A savvy former NASA engineer has built a trap that hits thieves with a glitterbomb disguised as a pair of pricey earbuds and noise-canceling headphones.
Not only does Mark Rober’s ‘package’ shoot off rainbow pixie dust when you lift off the lid, but it sprays out a smelly gas, flashes red and blue LED lights and plays clips from the movie Home Alone.
It’s an upgrade of his original package bomb from 2018, which Rober built after his home-security camera filmed a porch-pirate couple stealing his package.
Mark Rober has given his ‘Glitterbomb 3.0’ a major upgrade with more rainbow glitter to annoy porch pirates, plus stinky skunk essence and a SIM card that plays alarms and countdowns
When he brought the surveillance video to the police, they said it wasn’t worth their time to investigate, so he decided to take matters into his own hands.
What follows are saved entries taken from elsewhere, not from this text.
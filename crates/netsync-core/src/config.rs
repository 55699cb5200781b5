//! Sync configuration, loadable from YAML.
//!
//! Every field has a default, so an empty file (or no file) is valid:
//!
//! ```yaml
//! position_debounce_ms: 250
//! operation_timeout_ms: 30000
//! conflict_policy: keep_winner
//! retry:
//!   initial_delay_ms: 200
//!   max_attempts: 5
//! replication:
//!   continuous: true
//!   poll_interval_ms: 1000
//! ```

use crate::retry::RetryPolicy;
use serde::Deserialize;
use std::path::Path;
use std::time::Duration;
use thiserror::Error;

#[derive(Debug, Error)]
pub enum ConfigError {
    #[error("Failed to read config {path}: {source}")]
    Read {
        path: String,
        source: std::io::Error,
    },

    #[error("Invalid config: {0}")]
    Parse(#[from] serde_yaml::Error),
}

/// What to do when a load finds conflicting revisions.
#[derive(Debug, Clone, Copy, PartialEq, Eq, Deserialize)]
#[serde(rename_all = "snake_case")]
pub enum ConflictPolicy {
    /// Fail the load with `SyncError::LoadConflict`.
    Reject,
    /// Keep the deterministic winner and prune the losing leaves.
    ///
    /// Lossy: edits that only exist on a losing branch are discarded.
    KeepWinner,
}

/// Backoff settings for scheduled writes (bounded) and replication (unbounded).
#[derive(Debug, Clone, PartialEq, Deserialize)]
#[serde(default)]
pub struct RetryConfig {
    pub initial_delay_ms: u64,
    pub max_delay_ms: u64,
    pub backoff_factor: f64,
    /// None = retry forever
    pub max_attempts: Option<u32>,
}

impl Default for RetryConfig {
    fn default() -> Self {
        Self {
            initial_delay_ms: 200,
            max_delay_ms: 10_000,
            backoff_factor: 2.0,
            max_attempts: Some(5),
        }
    }
}

impl RetryConfig {
    pub fn policy(&self) -> RetryPolicy {
        RetryPolicy {
            initial_delay: Duration::from_millis(self.initial_delay_ms),
            max_delay: Duration::from_millis(self.max_delay_ms),
            backoff_factor: self.backoff_factor,
            max_attempts: self.max_attempts,
        }
    }
}

#[derive(Debug, Clone, PartialEq, Deserialize)]
#[serde(default)]
pub struct ReplicationConfig {
    /// Spawn a background replication loop when a collection is opened.
    pub continuous: bool,
    /// Upper bound between passes when neither replica reports a change.
    pub poll_interval_ms: u64,
    /// Reconnect backoff; `max_attempts` is ignored, replication never gives up.
    pub reconnect: RetryConfig,
}

impl Default for ReplicationConfig {
    fn default() -> Self {
        Self {
            continuous: true,
            poll_interval_ms: 1_000,
            reconnect: RetryConfig {
                initial_delay_ms: 500,
                max_delay_ms: 60_000,
                backoff_factor: 2.0,
                max_attempts: None,
            },
        }
    }
}

impl ReplicationConfig {
    pub fn poll_interval(&self) -> Duration {
        Duration::from_millis(self.poll_interval_ms)
    }

    pub fn reconnect_policy(&self) -> RetryPolicy {
        RetryPolicy {
            max_attempts: None,
            ..self.reconnect.policy()
        }
    }
}

#[derive(Debug, Clone, PartialEq, Deserialize)]
#[serde(default)]
pub struct SyncConfig {
    /// Coalescing window for element position writes.
    pub position_debounce_ms: u64,
    /// Deadline for each store operation.
    pub operation_timeout_ms: u64,
    pub conflict_policy: ConflictPolicy,
    /// Retry for scheduled (background) writes.
    pub retry: RetryConfig,
    pub replication: ReplicationConfig,
}

impl Default for SyncConfig {
    fn default() -> Self {
        Self {
            position_debounce_ms: 250,
            operation_timeout_ms: 30_000,
            conflict_policy: ConflictPolicy::KeepWinner,
            retry: RetryConfig::default(),
            replication: ReplicationConfig::default(),
        }
    }
}

impl SyncConfig {
    pub fn from_yaml(yaml: &str) -> Result<Self, ConfigError> {
        if yaml.trim().is_empty() {
            return Ok(Self::default());
        }
        Ok(serde_yaml::from_str(yaml)?)
    }

    /// Load configuration from a YAML file.
    pub fn load(path: &Path) -> Result<Self, ConfigError> {
        let yaml = std::fs::read_to_string(path).map_err(|source| ConfigError::Read {
            path: path.display().to_string(),
            source,
        })?;
        Self::from_yaml(&yaml)
    }

    pub fn position_debounce(&self) -> Duration {
        Duration::from_millis(self.position_debounce_ms)
    }

    pub fn operation_timeout(&self) -> Duration {
        Duration::from_millis(self.operation_timeout_ms)
    }
}

#[cfg(test)]
mod tests {
    use super::*;
    use std::io::Write;

    #[test]
    fn test_defaults() {
        let config = SyncConfig::default();
        assert_eq!(config.position_debounce(), Duration::from_millis(250));
        assert_eq!(config.conflict_policy, ConflictPolicy::KeepWinner);
        assert!(config.replication.continuous);
        assert_eq!(config.retry.max_attempts, Some(5));
    }

    #[test]
    fn test_empty_yaml_is_default() {
        assert_eq!(SyncConfig::from_yaml("").unwrap(), SyncConfig::default());
    }

    #[test]
    fn test_partial_yaml_keeps_other_defaults() {
        let config = SyncConfig::from_yaml(
            "position_debounce_ms: 50\nconflict_policy: reject\nreplication:\n  continuous: false\n",
        )
        .unwrap();
        assert_eq!(config.position_debounce_ms, 50);
        assert_eq!(config.conflict_policy, ConflictPolicy::Reject);
        assert!(!config.replication.continuous);
        assert_eq!(config.replication.poll_interval_ms, 1_000);
        assert_eq!(config.operation_timeout_ms, 30_000);
    }

    #[test]
    fn test_reconnect_policy_is_unbounded() {
        let mut config = ReplicationConfig::default();
        config.reconnect.max_attempts = Some(3);
        assert_eq!(config.reconnect_policy().max_attempts, None);
    }

    #[test]
    fn test_invalid_yaml() {
        assert!(matches!(
            SyncConfig::from_yaml("conflict_policy: coin_flip"),
            Err(ConfigError::Parse(_))
        ));
    }

    #[test]
    fn test_load_from_file() {
        let mut file = tempfile::NamedTempFile::new().unwrap();
        writeln!(file, "operation_timeout_ms: 1500").unwrap();
        let config = SyncConfig::load(file.path()).unwrap();
        assert_eq!(config.operation_timeout(), Duration::from_millis(1500));
    }

    #[test]
    fn test_load_missing_file() {
        let err = SyncConfig::load(Path::new("/nonexistent/netsync.yaml")).unwrap_err();
        assert!(matches!(err, ConfigError::Read { .. }));
    }
}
His ‘glitterbomb 3.0’ includes 15 percent more biodegradable rainbow glitter, which sprays out as soon as the box is opened.
Now, as a motor pumps out ‘fart spray’ every 30 seconds, a catch on the device prevents the lid from being put back on.
Rober previously tested the stinky spray on Home Alone star Macauley Culken.
Rober built his first package-thief deterrent in 2018 after a porch pirate stole his package.
Fine glitter shoots out of the box as soon as the top is lifted off, spraying the area
For this third effort, he upped the yuck factor with four canisters of fart spray and mixed in some skunk essence.
‘I had the personal goal this year that anyone who opened this box would at least some point comment on how bad it smelled,’ he said in December 16 YouTube video.
Rober also put super-sticky glue, the kind used on roach traps, on the handle of the device.
A SIM card inside the device allows Rober to select audio and visual effects to play, like police scanner sounds and siren lights.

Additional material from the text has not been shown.